Nothing but the lines from the top of the following entries through the line with "SHA-256 of the backoffice password" should be printed, exactly as they are.

───

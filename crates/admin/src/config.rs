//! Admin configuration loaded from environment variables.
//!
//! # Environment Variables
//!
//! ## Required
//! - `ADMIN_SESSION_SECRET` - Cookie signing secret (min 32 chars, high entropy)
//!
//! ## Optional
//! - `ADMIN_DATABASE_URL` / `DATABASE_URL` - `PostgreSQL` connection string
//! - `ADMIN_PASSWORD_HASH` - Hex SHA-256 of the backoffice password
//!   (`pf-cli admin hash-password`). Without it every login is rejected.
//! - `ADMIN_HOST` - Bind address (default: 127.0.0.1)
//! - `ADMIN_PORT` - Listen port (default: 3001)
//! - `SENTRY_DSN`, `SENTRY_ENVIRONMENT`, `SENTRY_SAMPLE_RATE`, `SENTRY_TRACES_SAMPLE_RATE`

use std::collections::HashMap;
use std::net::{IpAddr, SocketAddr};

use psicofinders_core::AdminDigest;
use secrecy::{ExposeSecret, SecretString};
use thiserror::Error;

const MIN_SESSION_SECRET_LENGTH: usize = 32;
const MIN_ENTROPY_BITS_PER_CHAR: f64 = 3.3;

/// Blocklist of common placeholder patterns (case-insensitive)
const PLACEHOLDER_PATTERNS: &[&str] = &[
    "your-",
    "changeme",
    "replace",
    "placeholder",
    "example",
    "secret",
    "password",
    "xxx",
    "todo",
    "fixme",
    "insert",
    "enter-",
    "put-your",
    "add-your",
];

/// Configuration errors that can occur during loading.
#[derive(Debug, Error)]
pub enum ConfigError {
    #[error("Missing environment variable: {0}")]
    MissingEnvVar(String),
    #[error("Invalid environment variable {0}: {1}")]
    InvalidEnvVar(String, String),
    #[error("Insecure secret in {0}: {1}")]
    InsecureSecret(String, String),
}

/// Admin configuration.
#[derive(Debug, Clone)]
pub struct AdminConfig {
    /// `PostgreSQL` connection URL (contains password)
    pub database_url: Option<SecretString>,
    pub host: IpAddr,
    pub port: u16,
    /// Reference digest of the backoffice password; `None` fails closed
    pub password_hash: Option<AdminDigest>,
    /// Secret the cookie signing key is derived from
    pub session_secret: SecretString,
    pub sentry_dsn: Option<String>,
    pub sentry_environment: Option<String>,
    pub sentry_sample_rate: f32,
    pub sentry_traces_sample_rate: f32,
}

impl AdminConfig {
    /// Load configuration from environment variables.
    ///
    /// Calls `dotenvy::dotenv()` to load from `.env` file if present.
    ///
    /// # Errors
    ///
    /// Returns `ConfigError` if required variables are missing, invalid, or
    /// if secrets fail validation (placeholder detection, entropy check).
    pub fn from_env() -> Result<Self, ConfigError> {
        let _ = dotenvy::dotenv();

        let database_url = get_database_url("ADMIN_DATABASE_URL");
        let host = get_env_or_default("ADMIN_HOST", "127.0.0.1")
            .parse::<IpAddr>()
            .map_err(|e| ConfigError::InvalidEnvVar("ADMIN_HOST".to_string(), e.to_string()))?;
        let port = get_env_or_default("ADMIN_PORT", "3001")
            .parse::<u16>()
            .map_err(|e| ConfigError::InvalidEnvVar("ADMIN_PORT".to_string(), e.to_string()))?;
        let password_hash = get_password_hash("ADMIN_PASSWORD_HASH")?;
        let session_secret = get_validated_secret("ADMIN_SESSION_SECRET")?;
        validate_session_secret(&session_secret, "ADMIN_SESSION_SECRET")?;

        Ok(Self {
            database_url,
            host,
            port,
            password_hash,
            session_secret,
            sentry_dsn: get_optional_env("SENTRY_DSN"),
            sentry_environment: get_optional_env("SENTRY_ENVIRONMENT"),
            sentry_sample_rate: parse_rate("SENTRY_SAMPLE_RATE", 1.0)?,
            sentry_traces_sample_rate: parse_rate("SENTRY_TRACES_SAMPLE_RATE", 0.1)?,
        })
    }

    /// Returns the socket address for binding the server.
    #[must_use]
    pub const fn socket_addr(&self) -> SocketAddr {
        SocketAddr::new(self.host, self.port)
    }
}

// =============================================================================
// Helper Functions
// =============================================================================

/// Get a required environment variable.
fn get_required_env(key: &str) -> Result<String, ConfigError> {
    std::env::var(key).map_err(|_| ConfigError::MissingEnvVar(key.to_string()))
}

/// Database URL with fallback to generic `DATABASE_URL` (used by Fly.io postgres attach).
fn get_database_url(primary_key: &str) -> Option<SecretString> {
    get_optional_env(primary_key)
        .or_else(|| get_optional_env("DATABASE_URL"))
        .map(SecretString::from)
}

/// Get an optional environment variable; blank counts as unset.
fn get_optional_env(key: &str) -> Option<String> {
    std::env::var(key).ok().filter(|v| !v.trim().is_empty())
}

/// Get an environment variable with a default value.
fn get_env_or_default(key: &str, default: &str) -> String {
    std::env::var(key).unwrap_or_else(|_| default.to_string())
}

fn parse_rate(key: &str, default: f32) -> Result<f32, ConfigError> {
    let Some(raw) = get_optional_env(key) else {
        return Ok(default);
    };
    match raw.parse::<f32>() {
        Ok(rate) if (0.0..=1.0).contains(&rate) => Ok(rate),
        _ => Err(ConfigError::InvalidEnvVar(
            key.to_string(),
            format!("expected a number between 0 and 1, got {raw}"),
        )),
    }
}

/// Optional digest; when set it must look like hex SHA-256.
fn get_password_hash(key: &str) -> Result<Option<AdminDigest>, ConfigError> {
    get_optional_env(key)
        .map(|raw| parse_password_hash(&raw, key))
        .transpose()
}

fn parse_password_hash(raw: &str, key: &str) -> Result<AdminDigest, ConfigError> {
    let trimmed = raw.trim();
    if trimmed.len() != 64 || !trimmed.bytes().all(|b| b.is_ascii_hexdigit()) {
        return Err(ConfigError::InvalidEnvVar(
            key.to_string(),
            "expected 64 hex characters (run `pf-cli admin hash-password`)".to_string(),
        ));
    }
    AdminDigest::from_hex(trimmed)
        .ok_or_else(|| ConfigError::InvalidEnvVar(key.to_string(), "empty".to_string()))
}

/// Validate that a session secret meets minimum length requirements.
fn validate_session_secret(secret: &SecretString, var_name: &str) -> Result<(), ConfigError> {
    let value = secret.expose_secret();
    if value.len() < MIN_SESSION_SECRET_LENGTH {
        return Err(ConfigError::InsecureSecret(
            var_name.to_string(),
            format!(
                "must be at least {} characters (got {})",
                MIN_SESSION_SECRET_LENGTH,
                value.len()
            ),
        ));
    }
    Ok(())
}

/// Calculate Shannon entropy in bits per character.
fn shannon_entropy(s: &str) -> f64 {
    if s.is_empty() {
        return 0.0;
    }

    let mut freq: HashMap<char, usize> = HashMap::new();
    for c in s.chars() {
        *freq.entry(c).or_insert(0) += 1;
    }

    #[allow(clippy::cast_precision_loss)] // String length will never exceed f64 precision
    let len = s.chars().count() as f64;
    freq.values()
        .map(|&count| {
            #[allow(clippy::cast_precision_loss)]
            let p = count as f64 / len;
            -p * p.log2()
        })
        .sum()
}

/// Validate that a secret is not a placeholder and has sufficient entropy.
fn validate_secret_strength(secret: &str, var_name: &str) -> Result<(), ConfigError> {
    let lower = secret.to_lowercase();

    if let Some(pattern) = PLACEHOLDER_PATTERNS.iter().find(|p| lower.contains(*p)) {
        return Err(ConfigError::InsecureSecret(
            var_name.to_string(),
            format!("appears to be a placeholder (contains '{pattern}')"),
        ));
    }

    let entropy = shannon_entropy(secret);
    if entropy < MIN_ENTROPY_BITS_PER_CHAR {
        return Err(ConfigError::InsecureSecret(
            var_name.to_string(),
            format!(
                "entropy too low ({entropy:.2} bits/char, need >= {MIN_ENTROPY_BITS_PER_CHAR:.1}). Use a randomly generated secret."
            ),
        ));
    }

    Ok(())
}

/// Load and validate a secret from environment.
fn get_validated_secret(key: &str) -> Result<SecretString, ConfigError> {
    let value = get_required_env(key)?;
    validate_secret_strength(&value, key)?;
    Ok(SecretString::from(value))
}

───

_Written answer_
filename crates/admin/src/config.rs
//! Admin configuration loaded from environment variables.
//!
//! # Environment Variables
//!
//! ## Required
//! - `ADMIN_SESSION_SECRET` - Cookie signing secret (min 32 chars, high entropy)
//!
//! ## Optional
//! - `ADMIN_DATABASE_URL` / `DATABASE_URL` - `PostgreSQL` connection string
//! - `ADMIN_PASSWORD_HASH` - Hex SHA-256 of the backoffice password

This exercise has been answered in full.